= Environmental issues in Kolkata =

Environmental issues in Kolkata refers to the air pollution, water pollution, garbage problems, and other problems of the natural environment prevalent in the city of Kolkata, the capital of the Indian state of West Bengal. It severely affects Kolkata's biophysical environment as well as human health.

==Air pollution==
According to data released in 2009 by the Scientific and Environmental Research Institute, atmospheric suspended particulate matter (SPM) in Kolkata was 511. This made Kolkata the most polluted metropolitan city in India, followed respectively by Mumbai, Delhi and Chennai. In a 6-years long study completed in 2007, the Chittaranjan National Cancer Institute (CNCI) found that 70% of residents of Kolkata suffer from respiratory diseases, like lung cancer, dyspnea and asthma, caused by air pollution. According to the CNCI study, 18.4 cases of lung cancer per 100,000 people were reported from Kolkata.

According to data collected in 2010 by the Central Pollution Control Board (CPCB), Kolkata, along with Delhi, is among the worst affected Indian cities when it comes to air pollution. Between 2009 and 2011, the highest number of lung cancer cases in India were reported from Kolkata, Delhi and Mumbai. According to a report prepared by the Centre for Science and Environment (CSE), among the number of cancer cases reported between 2009 and 2011, the most frequent cases were of lung cancer with a share of 12%. According to an article published in The Telegraph, Kolkata has been nicknamed the "lung cancer capital of India". In the World Health Organization's (WHO) ranking of cities by air pollution, Kolkata ranks 25th among a total of 1100 cities.

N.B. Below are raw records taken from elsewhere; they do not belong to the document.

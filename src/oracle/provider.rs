// Licensed under the Apache License, Version 2.0 (the "License");
// you may not use this file except in compliance with the License.
// You may obtain a copy of the License at
//
//     http://www.apache.org/licenses/LICENSE-2.0
//
// Unless required by applicable law or agreed to in writing, software
// distributed under the License is distributed on an "AS IS" BASIS,
// WITHOUT WARRANTIES OR CONDITIONS OF ANY KIND, either express or implied.
// See the License for the specific language governing permissions and
// limitations under the License.

//! Price providers: pluggable sources of an asset's EUR price on a given day.
//!
//! Grounded on the teacher's `PriceProvider` trait / `BasicPriceProvider` (`price_provider.rs`),
//! generalized from a single in-memory table to an ordered registry so more sources can be
//! layered later without touching the oracle itself.

use chrono::NaiveDate;
use rust_decimal::Decimal;
use serde::Deserialize;
use std::collections::HashMap;

use crate::error::QntropyError;

/// A source of day-resolution prices, quoted in some fixed unit (not necessarily EUR — the
/// oracle bridges via [`crate::config::Config::bridge_assets`] when needed).
pub trait PriceSource {
    /// A short tag recorded alongside cached prices, identifying where they came from.
    fn tag(&self) -> &'static str;

    /// Attempt to quote `asset` on `day`. `None` means "this source has nothing for that pair",
    /// not an error — the oracle moves on to the next source in the registry.
    fn try_quote(&self, asset: &str, day: NaiveDate) -> Option<Decimal>;
}

/// A static, offline price table loaded once from a TOML fixture (§4.2 Non-goals: no live
/// network provider ships). Mirrors the teacher's `BasicPriceProvider`.
pub struct StaticTableProvider {
    prices: HashMap<(String, NaiveDate), Decimal>,
}

impl StaticTableProvider {
    pub fn load(path: &std::path::Path) -> Result<Self, QntropyError> {
        let content = std::fs::read_to_string(path)?;
        let table: PriceTable = toml::from_str(&content)
            .map_err(|e| QntropyError::Config(format!("{}: {e}", path.display())))?;

        let mut prices = HashMap::new();
        for entry in table.price {
            let day = NaiveDate::parse_from_str(&entry.date, "%Y-%m-%d").map_err(|e| {
                QntropyError::Config(format!("bad date '{}' in price fixture: {e}", entry.date))
            })?;
            let key = (entry.asset.to_uppercase(), day);
            if prices.contains_key(&key) {
                log::warn!(
                    "duplicate price fixture entry for {} on {}, keeping the first",
                    entry.asset,
                    day
                );
                continue;
            }
            prices.insert(key, entry.price);
        }
        Ok(StaticTableProvider { prices })
    }

    pub fn empty() -> Self {
        StaticTableProvider {
            prices: HashMap::new(),
        }
    }
}

impl PriceSource for StaticTableProvider {
    fn tag(&self) -> &'static str {
        "static-fixture"
    }

    fn try_quote(&self, asset: &str, day: NaiveDate) -> Option<Decimal> {
        self.prices.get(&(asset.to_uppercase(), day)).copied()
    }
}

#[derive(Debug, Deserialize)]
struct PriceEntry {
    asset: String,
    price: Decimal,
    date: String,
}

#[derive(Debug, Deserialize)]
struct PriceTable {
    price: Vec<PriceEntry>,
}

#[cfg(test)]
mod tests {
    use super::*;
    use rust_decimal_macros::dec;

    fn write_fixture(content: &str) -> std::path::PathBuf {
        let path = std::env::temp_dir().join(format!(
            "qntropy-price-fixture-{:?}.toml",
            std::thread::current().id()
        ));
        std::fs::write(&path, content).unwrap();
        path
    }

    #[test]
    fn loads_and_quotes_known_entry() {
        let path = write_fixture(
            r#"
            [[price]]
            asset = "BTC"
            price = "27000.50"
            date = "2023-06-01"
            "#,
        );
        let provider = StaticTableProvider::load(&path).unwrap();
        let day = NaiveDate::from_ymd_opt(2023, 6, 1).unwrap();
        assert_eq!(provider.try_quote("btc", day), Some(dec!(27000.50)));
        std::fs::remove_file(&path).ok();
    }

    #[test]
    fn missing_entry_is_none_not_error() {
        let provider = StaticTableProvider::empty();
        let day = NaiveDate::from_ymd_opt(2023, 6, 1).unwrap();
        assert_eq!(provider.try_quote("ETH", day), None);
    }
}
pub fn round_event_for_report(event: &TaxEventOut) -> TaxEventOut {
    let mut rounded = event.clone();
    match &mut rounded {
        TaxEventOut::CapitalDisposal {
            proceeds_eur,
            cost_basis_eur,
            gain_eur,
            ..
        } => {
            *proceeds_eur = round_eur(*proceeds_eur);
            *cost_basis_eur = round_eur(*cost_basis_eur);
            *gain_eur = round_eur(*gain_eur);
        }
        TaxEventOut::Income { fmv_eur, .. } => {
            *fmv_eur = round_eur(*fmv_eur);
        }
    }
    rounded
}
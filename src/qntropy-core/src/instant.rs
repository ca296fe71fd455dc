//! UTC instants, and parsing source timestamps under a configured IANA timezone.

use chrono::{DateTime, NaiveDateTime, TimeZone, Utc};
use chrono_tz::Tz;

/// A timezone-aware point in time normalized to UTC at parse time.
pub type Instant = DateTime<Utc>;

/// Parse a naive "YYYY-MM-DD HH:MM:SS"-ish timestamp under `tz`, normalizing to UTC.
///
/// Accepts RFC 3339 directly (already unambiguous); otherwise falls back to a handful of
/// common aggregator export formats before giving up.
pub fn parse_instant(raw: &str, tz: Tz) -> Result<Instant, String> {
    let raw = raw.trim();

    if let Ok(dt) = DateTime::parse_from_rfc3339(raw) {
        return Ok(dt.with_timezone(&Utc));
    }

    const FORMATS: &[&str] = &[
        "%Y-%m-%d %H:%M:%S%.f",
        "%Y-%m-%d %H:%M:%S",
        "%Y-%m-%dT%H:%M:%S%.f",
        "%Y-%m-%dT%H:%M:%S",
        "%Y-%m-%d",
    ];

    for fmt in FORMATS {
        if let Ok(naive) = NaiveDateTime::parse_from_str(raw, fmt) {
            return resolve_local(naive, tz, raw);
        }
        if let Ok(date) = chrono::NaiveDate::parse_from_str(raw, fmt) {
            let naive = date.and_hms_opt(0, 0, 0).expect("midnight is always valid");
            return resolve_local(naive, tz, raw);
        }
    }

    Err(format!("cannot parse timestamp '{raw}' under timezone {tz}"))
}

fn resolve_local(naive: NaiveDateTime, tz: Tz, raw: &str) -> Result<Instant, String> {
    match tz.from_local_datetime(&naive) {
        chrono::LocalResult::Single(dt) => Ok(dt.with_timezone(&Utc)),
        chrono::LocalResult::Ambiguous(first, _) => Ok(first.with_timezone(&Utc)),
        chrono::LocalResult::None => Err(format!(
            "timestamp '{raw}' does not exist in timezone {tz} (DST gap)"
        )),
    }
}

/// The calendar year of `instant` as observed in `Europe/Madrid` — the tax-year boundary used
/// throughout the FIFO engine and reporting, independent of the source row's own timezone.
pub fn tax_year_of(instant: Instant) -> i32 {
    use chrono::Datelike;
    let madrid = chrono_tz::Europe::Madrid;
    instant.with_timezone(&madrid).year()
}

#[cfg(test)]
mod tests {
    use super::*;
    use chrono_tz::Europe::Madrid;

    #[test]
    fn parses_rfc3339() {
        let i = parse_instant("2023-01-02T10:00:00Z", Madrid).unwrap();
        assert_eq!(i.to_rfc3339(), "2023-01-02T10:00:00+00:00");
    }

    #[test]
    fn parses_naive_under_local_timezone() {
        // Madrid is UTC+1 in January (no DST).
        let i = parse_instant("2023-01-02 10:00:00", Madrid).unwrap();
        assert_eq!(i.to_rfc3339(), "2023-01-02T09:00:00+00:00");
    }

    #[test]
    fn tax_year_follows_madrid_calendar() {
        // 2023-12-31T23:30:00Z is already 2024-01-01 in Madrid (CET, UTC+1).
        let i: Instant = "2023-12-31T23:30:00Z".parse().unwrap();
        assert_eq!(tax_year_of(i), 2024);
    }
}
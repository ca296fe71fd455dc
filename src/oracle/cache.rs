//! On-disk, append-only price cache: one shard file per `(asset, year-month)` (§6), written
//! atomically so a crash mid write never corrupts an already-committed price.

use chrono::{Datelike, NaiveDate};
use rust_decimal::Decimal;
use std::collections::HashMap;
use std::io::Write;
use std::path::{Path, PathBuf};
use std::str::FromStr;

use crate::error::QntropyError;

/// A cached price keyed by `(asset, day)`, content-addressed to one shard file per
/// `(asset, year-month)` so concurrent runs over disjoint assets or date ranges never
/// contend on the same file.
pub struct PriceCache {
    dir: PathBuf,
}

impl PriceCache {
    pub fn new(dir: impl Into<PathBuf>) -> Self {
        PriceCache { dir: dir.into() }
    }

    fn shard_path(&self, asset: &str, day: NaiveDate) -> PathBuf {
        self.dir
            .join(format!("{}-{:04}-{:02}.csv", asset.to_uppercase(), day.year(), day.month()))
    }

    /// Read every cached entry for `asset`'s shard covering `day`'s month, keyed by calendar day.
    /// Returns an empty map if the shard does not exist yet.
    fn read_shard(&self, asset: &str, day: NaiveDate) -> Result<HashMap<NaiveDate, (Decimal, String)>, QntropyError> {
        let path = self.shard_path(asset, day);
        if !path.exists() {
            return Ok(HashMap::new());
        }
        let content = std::fs::read_to_string(&path).map_err(|e| QntropyError::CacheIoError {
            path: path.display().to_string(),
            source: e,
        })?;

        let mut out = HashMap::new();
        for line in content.lines() {
            let mut fields = line.splitn(4, ',');
            let (Some(date_str), Some(_asset), Some(price_str), Some(source)) =
                (fields.next(), fields.next(), fields.next(), fields.next())
            else {
                continue;
            };
            let Ok(line_day) = NaiveDate::parse_from_str(date_str, "%Y-%m-%d") else {
                continue;
            };
            let Ok(price) = Decimal::from_str(price_str) else {
                continue;
            };
            // First line for a day wins; later duplicate lines from concurrent appends lose.
            out.entry(line_day).or_insert((price, source.to_string()));
        }
        Ok(out)
    }

    pub fn lookup(&self, asset: &str, day: NaiveDate) -> Result<Option<(Decimal, String)>, QntropyError> {
        Ok(self.read_shard(asset, day)?.get(&day).cloned())
    }

    /// Append a new price to the asset's month shard. Writes to a temp file and renames into
    /// place so a reader never observes a partially written shard.
    pub fn store(
        &self,
        asset: &str,
        day: NaiveDate,
        price: Decimal,
        source_tag: &str,
    ) -> Result<(), QntropyError> {
        std::fs::create_dir_all(&self.dir).map_err(|e| QntropyError::CacheIoError {
            path: self.dir.display().to_string(),
            source: e,
        })?;

        let path = self.shard_path(asset, day);
        let mut existing = if path.exists() {
            std::fs::read_to_string(&path).map_err(|e| QntropyError::CacheIoError {
                path: path.display().to_string(),
                source: e,
            })?
        } else {
            String::new()
        };
        if !existing.is_empty() && !existing.ends_with('\n') {
            existing.push('\n');
        }
        existing.push_str(&format!("{day},{},{price},{source_tag}\n", asset.to_uppercase()));

        write_atomic(&path, existing.as_bytes())
    }
}

fn write_atomic(path: &Path, content: &[u8]) -> Result<(), QntropyError> {
    let tmp_path = path.with_extension("tmp");
    {
        let mut tmp = std::fs::File::create(&tmp_path).map_err(|e| QntropyError::CacheIoError {
            path: tmp_path.display().to_string(),
            source: e,
        })?;
        tmp.write_all(content)
            .map_err(|e| QntropyError::CacheIoError {
                path: tmp_path.display().to_string(),
                source: e,
            })?;
    }
    std::fs::rename(&tmp_path, path).map_err(|e| QntropyError::CacheIoError {
        path: path.display().to_string(),
        source: e,
    })
}

#[cfg(test)]
mod tests {
    use super::*;
    use rust_decimal_macros::dec;

    fn scratch_dir(tag: &str) -> PathBuf {
        std::env::temp_dir().join(format!("qntropy-cache-test-{tag}-{:?}", std::thread::current().id()))
    }

    #[test]
    fn store_then_lookup_round_trips() {
        let dir = scratch_dir("round-trip");
        let cache = PriceCache::new(&dir);
        let day = NaiveDate::from_ymd_opt(2023, 6, 1).unwrap();
        cache.store("BTC", day, dec!(27000.5), "static-fixture").unwrap();

        let (price, tag) = cache.lookup("btc", day).unwrap().unwrap();
        assert_eq!(price, dec!(27000.5));
        assert_eq!(tag, "static-fixture");

        std::fs::remove_dir_all(&dir).ok();
    }

    #[test]
    fn missing_shard_is_empty_not_error() {
        let dir = scratch_dir("missing");
        let cache = PriceCache::new(&dir);
        let day = NaiveDate::from_ymd_opt(2023, 6, 1).unwrap();
        assert!(cache.lookup("BTC", day).unwrap().is_none());
    }

    #[test]
    fn first_entry_wins_on_duplicate_append() {
        let dir = scratch_dir("dup");
        let cache = PriceCache::new(&dir);
        let day = NaiveDate::from_ymd_opt(2023, 6, 1).unwrap();
        cache.store("BTC", day, dec!(100), "a").unwrap();
        cache.store("BTC", day, dec!(200), "b").unwrap();

        let (price, _) = cache.lookup("BTC", day).unwrap().unwrap();
        assert_eq!(price, dec!(100));

        std::fs::remove_dir_all(&dir).ok();
    }

    #[test]
    fn distinct_assets_use_distinct_shards_same_month() {
        let dir = scratch_dir("distinct");
        let cache = PriceCache::new(&dir);
        let day = NaiveDate::from_ymd_opt(2023, 6, 1).unwrap();
        cache.store("BTC", day, dec!(27000), "a").unwrap();
        cache.store("ETH", day, dec!(1800), "a").unwrap();

        assert_eq!(cache.lookup("BTC", day).unwrap().unwrap().0, dec!(27000));
        assert_eq!(cache.lookup("ETH", day).unwrap().unwrap().0, dec!(1800));

        std::fs::remove_dir_all(&dir).ok();
    }
}
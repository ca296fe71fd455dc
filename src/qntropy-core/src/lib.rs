//! Shared data model for the Qntropy crypto tax reconciliation engine: assets, canonical
//! transactions, FIFO lots, and the taxable events / audit entries the pipeline emits.

pub mod asset;
pub mod event;
pub mod instant;
pub mod lot;
pub mod money;
pub mod tx;

pub use asset::{Asset, AssetClass};
pub use event::{AuditEntry, AuditKind, Holding, IncomeCategory, TaxEvent};
pub use instant::{parse_instant, tax_year_of, Instant};
pub use lot::{Lot, LotSlice};
pub use money::{round_eur, within_tolerance};
pub use tx::{Leg, Tx, TxError, TxKind};
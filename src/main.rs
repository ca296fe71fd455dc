// Licensed under the Apache License, Version 2.0 (the "License");
// you may not use this file except in compliance with the License.
// You may obtain a copy of the License at
//
//     http://www.apache.org/licenses/LICENSE-2.0
//
// Unless required by applicable law or agreed to in writing, software
// distributed under the License is distributed on an "AS IS" BASIS,
// WITHOUT WARRANTIES OR CONDITIONS OF ANY KIND, either express or implied.
// See the License for the specific language governing permissions and
// limitations under the License.

use std::io::Write as _;
use std::path::Path;

use clap::Parser;
use env_logger::Env;

use qntropy::cli::{Cli, Command};
use qntropy::config::Config;
use qntropy::error::QntropyError;
use qntropy::fifo::FifoEngine;
use qntropy::normalize;
use qntropy::oracle::{PriceCache, PriceOracle, StaticTableProvider};
use qntropy::reconcile::Reconciler;
use qntropy::sink::EventSink;
use qntropy::io;

fn main() {
    env_logger::Builder::from_env(Env::default().default_filter_or("info"))
        .format(|buf, record| {
            writeln!(
                buf,
                "{} [{}] - {}",
                chrono::Local::now().format("%Y-%m-%dT%H:%M:%S%.3f"),
                record.level(),
                record.args()
            )
        })
        .init();

    let cli = Cli::parse();
    match run(cli) {
        Ok(()) => std::process::exit(0),
        Err(err) => {
            log::error!("{err}");
            std::process::exit(err.exit_code());
        }
    }
}

fn run(cli: Cli) -> Result<(), QntropyError> {
    let mut config = Config::load(Some(&cli.config))?;
    if let Some(dir) = &cli.price_cache {
        config.price_cache_dir = Some(dir.clone());
    }
    if let Some(tolerance) = cli.tolerance {
        config.tolerance = tolerance;
    }
    if let Some(tz) = &cli.tz {
        config.tz = tz.clone();
    }
    if cli.skip_unknown {
        config.skip_unknown = true;
    }

    let tz: chrono_tz::Tz = config
        .tz
        .parse()
        .map_err(|_| QntropyError::Config(format!("unknown timezone '{}'", config.tz)))?;

    match cli.command {
        Command::Import { input, out } => {
            let rows = io::read_source_rows(&input)?;
            let (txs, audit) = normalize::normalize_all(&rows, tz, config.skip_unknown)?;
            log::info!("normalized {} transactions ({} rows skipped)", txs.len(), audit.len());
            write_json_lines(&out, &txs)?;
            Ok(())
        }
        Command::Reconcile { input, snapshot, out } => {
            let txs: Vec<qntropy_core::Tx> = read_json_lines(&input)?;
            let mut reconciler = Reconciler::new(config.tolerance);
            let (mut reconciled, mut audit) = reconciler.reconcile(txs)?;
            if let Some(snapshot_path) = snapshot {
                let snapshot = io::read_snapshot(&snapshot_path)?;
                let (consolidation_txs, consolidation_audit) = reconciler.consolidate(&snapshot)?;
                reconciled.extend(consolidation_txs);
                audit.extend(consolidation_audit);
            }
            log::info!("reconciled {} transactions ({} audit entries)", reconciled.len(), audit.len());
            write_json_lines(&out, &reconciled)?;
            Ok(())
        }
        Command::Compute { input, out } => {
            let txs: Vec<qntropy_core::Tx> = read_json_lines(&input)?;
            let oracle = build_oracle(&config)?;
            let mut engine = FifoEngine::new();
            let mut sink = EventSink::new();
            for tx in &txs {
                let mut audit = Vec::new();
                let events = engine.process(tx, &oracle, &mut audit)?;
                sink.push_events(events);
                sink.push_audits(audit);
            }
            let (events, audit) = sink.into_parts();
            log::info!("emitted {} tax events, {} audit entries", events.len(), audit.len());
            std::fs::create_dir_all(&out)?;
            write_json_lines(&out.join("events.json"), &events)?;
            write_json_lines(&out.join("audit.json"), &audit)?;
            Ok(())
        }
        Command::Report { input, out, year } => {
            // report only filters and renders a prior `compute` run's output; it performs no
            // normalization, reconciliation, or FIFO computation of its own (§5.1).
            let mut events: Vec<qntropy_core::TaxEvent> =
                read_json_lines(&input.join("events.json"))?;
            let audit: Vec<qntropy_core::AuditEntry> = read_json_lines(&input.join("audit.json"))?;

            if let Some(year) = year {
                events.retain(|e| e.tax_year() == year);
            }

            std::fs::create_dir_all(&out)?;
            io::write_events(&out.join("events.csv"), &events)?;
            io::write_audit(&out.join("audit.csv"), &audit)?;
            log::info!("report written to {}", out.display());
            Ok(())
        }
    }
}

fn build_oracle(config: &Config) -> Result<PriceOracle, QntropyError> {
    let cache = PriceCache::new(config.price_cache_dir());
    let mut oracle = PriceOracle::new(cache, config.bridge_assets.clone());
    if let Some(fixture) = &config.price_fixture {
        oracle.register(Box::new(StaticTableProvider::load(fixture)?));
    } else {
        oracle.register(Box::new(StaticTableProvider::empty()));
    }
    Ok(oracle)
}

/// Intermediate pipeline stages hand off each record type as JSON lines, so later stages can be
/// re-run in isolation without re-parsing or re-deriving an earlier stage's output.
fn write_json_lines<T: serde::Serialize>(path: &Path, records: &[T]) -> Result<(), QntropyError> {
    let file = std::fs::File::create(path)?;
    let mut writer = std::io::BufWriter::new(file);
    for record in records {
        serde_json::to_writer(&mut writer, record)?;
        writer.write_all(b"\n")?;
    }
    Ok(())
}

fn read_json_lines<T: serde::de::DeserializeOwned>(path: &Path) -> Result<Vec<T>, QntropyError> {
    let content = std::fs::read_to_string(path)?;
    content
        .lines()
        .filter(|line| !line.trim().is_empty())
        .map(|line| serde_json::from_str(line).map_err(QntropyError::from))
        .collect()
}
//! Command-line surface (§5.1, §6): `import`, `reconcile`, `compute`, `report`. Each subcommand
//! consumes the previous stage's output (`import` reads the raw source CSV via `--input`; every
//! later stage reads the prior stage's intermediate file or directory via `--in`) so a user can
//! re-run later stages without reprocessing earlier ones. `report` only filters and renders —
//! it performs no pipeline computation of its own.

use std::path::PathBuf;

use clap::{Parser, Subcommand};

#[derive(Debug, Parser)]
#[command(name = "qntropy", about = "Spanish IRPF crypto tax reconciliation and FIFO cost-basis engine")]
pub struct Cli {
    /// Path to the TOML config file; missing file falls back to defaults.
    #[arg(long, default_value = "Config.toml", global = true)]
    pub config: PathBuf,

    /// Price cache / fixture directory, overriding the config file.
    #[arg(long, global = true)]
    pub price_cache: Option<PathBuf>,

    /// Reconciliation and disposal-side quantity tolerance, overriding the config file.
    #[arg(long, global = true)]
    pub tolerance: Option<rust_decimal::Decimal>,

    /// Source timezone for naive timestamps, overriding the config file.
    #[arg(long, global = true)]
    pub tz: Option<String>,

    /// Skip rows with an unrecognized `Type`, rather than failing the run.
    #[arg(long, global = true)]
    pub skip_unknown: bool,

    #[command(subcommand)]
    pub command: Command,
}

#[derive(Debug, Subcommand)]
pub enum Command {
    /// Normalize a source export into a canonical, time-sorted transaction stream.
    Import {
        #[arg(long)]
        input: PathBuf,
        #[arg(long)]
        out: PathBuf,
    },
    /// Reconcile a normalized stream, inserting synthetic repair transactions as needed.
    Reconcile {
        #[arg(long = "in")]
        input: PathBuf,
        /// Final-balance snapshot CSV (§6); if omitted, no consolidation pass runs.
        #[arg(long)]
        snapshot: Option<PathBuf>,
        #[arg(long)]
        out: PathBuf,
    },
    /// Run the price oracle and FIFO engine over a reconciled stream, writing TaxEvents and an
    /// audit trail as intermediate JSON (§5.1) for `report` to render later.
    Compute {
        #[arg(long = "in")]
        input: PathBuf,
        #[arg(long)]
        out: PathBuf,
    },
    /// Filter a `compute`-stage output directory to one tax year and render the final CSV
    /// report. Performs no further aggregation or pipeline computation (§5.1).
    Report {
        #[arg(long = "in")]
        input: PathBuf,
        #[arg(long)]
        out: PathBuf,
        /// Restrict the written events to one tax year; omit to emit every year found.
        #[arg(long)]
        year: Option<i32>,
    },
}
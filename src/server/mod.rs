//! HTTP server for the switch port webhook.
//!
//! # Endpoints
//!
//! - `POST /webhook` - Accepts reservation lifecycle events and reconciles the switch
//! - `GET /healthz` - Returns 200 if the server is running

use std::sync::Arc;

use axum::Router;
use axum::middleware::from_fn_with_state;
use axum::routing::{get, post};

use crate::notify::Notifier;
use crate::reconcile::Reconciler;
use crate::switch::SwitchConnector;
use crate::webhooks::SignatureVerifier;

pub mod access_log;
pub mod health;
pub mod webhook;

pub use access_log::AccessLogConfig;
pub use health::health_handler;
pub use webhook::{WebhookError, webhook_handler};

pub const WEBHOOK_PATH: &str = "/webhook";
pub const HEALTHZ_PATH: &str = "/healthz";

/// Shared application state.
///
/// This is passed to all handlers via Axum's `State` extractor.
pub struct AppState<C> {
    inner: Arc<AppStateInner<C>>,
}

struct AppStateInner<C> {
    reconciler: Reconciler<C>,
    verifier: SignatureVerifier,
    notifier: Notifier,
}

// Manual impl: cloning shares the inner state and needs no `C: Clone`.
impl<C> Clone for AppState<C> {
    fn clone(&self) -> Self {
        AppState {
            inner: Arc::clone(&self.inner),
        }
    }
}

impl<C: SwitchConnector> AppState<C> {
    pub fn new(reconciler: Reconciler<C>, verifier: SignatureVerifier, notifier: Notifier) -> Self {
        AppState {
            inner: Arc::new(AppStateInner {
                reconciler,
                verifier,
                notifier,
            }),
        }
    }

    pub fn reconciler(&self) -> &Reconciler<C> {
        &self.inner.reconciler
    }

    pub fn verifier(&self) -> &SignatureVerifier {
        &self.inner.verifier
    }

    pub fn notifier(&self) -> &Notifier {
        &self.inner.notifier
    }
}

/// Builds the axum Router with all endpoints.
pub fn build_router<C: SwitchConnector>(app_state: AppState<C>, access_log: AccessLogConfig) -> Router {
    Router::new()
        .route(WEBHOOK_PATH, post(webhook_handler::<C>))
        .route(HEALTHZ_PATH, get(health_handler))
        .layer(from_fn_with_state(access_log, access_log::access_log))
        .with_state(app_state)
}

Air pollution is high in Kolkata despite the city's relatively low rates of car ownership, compared to other large Indian cities, and its strong public transport. It may be possible to reduce Kolkata's energy emissions through measures that also save money, such as parking demand management and improved vehicle efficiency standards.

==Water Pollution==
A 2003 report released by the Federation of Consumer Associations (FCA) found that much of the drinking water in Kolkata was polluted with human waste. According to this report, 87% of reservoirs supplying water to residential buildings were contaminated with human excrement. There were significant traces of faecal matter in 63% of faucets, and 20% of the water samples collected from various city hospitals were also found to be contaminated. The study reported that approximately one-fifth of the deep water wells and hand pumps operated by the Kolkata Municipal Corporation were polluted with human waste. The former director of the All India Institute of Hygiene and Public Health blamed the ongoing water pollution on a leaky sewer system and water pressure abnormalities.

==Subsidence==
Subsidence is an increasing problem in Kolkata due to "demand of groundwater for drinking, agricultural and industrial purposes [which] has increased due to rapid urbanization, according to a 2022 paper submitted to the Indian Academy of the Sciences.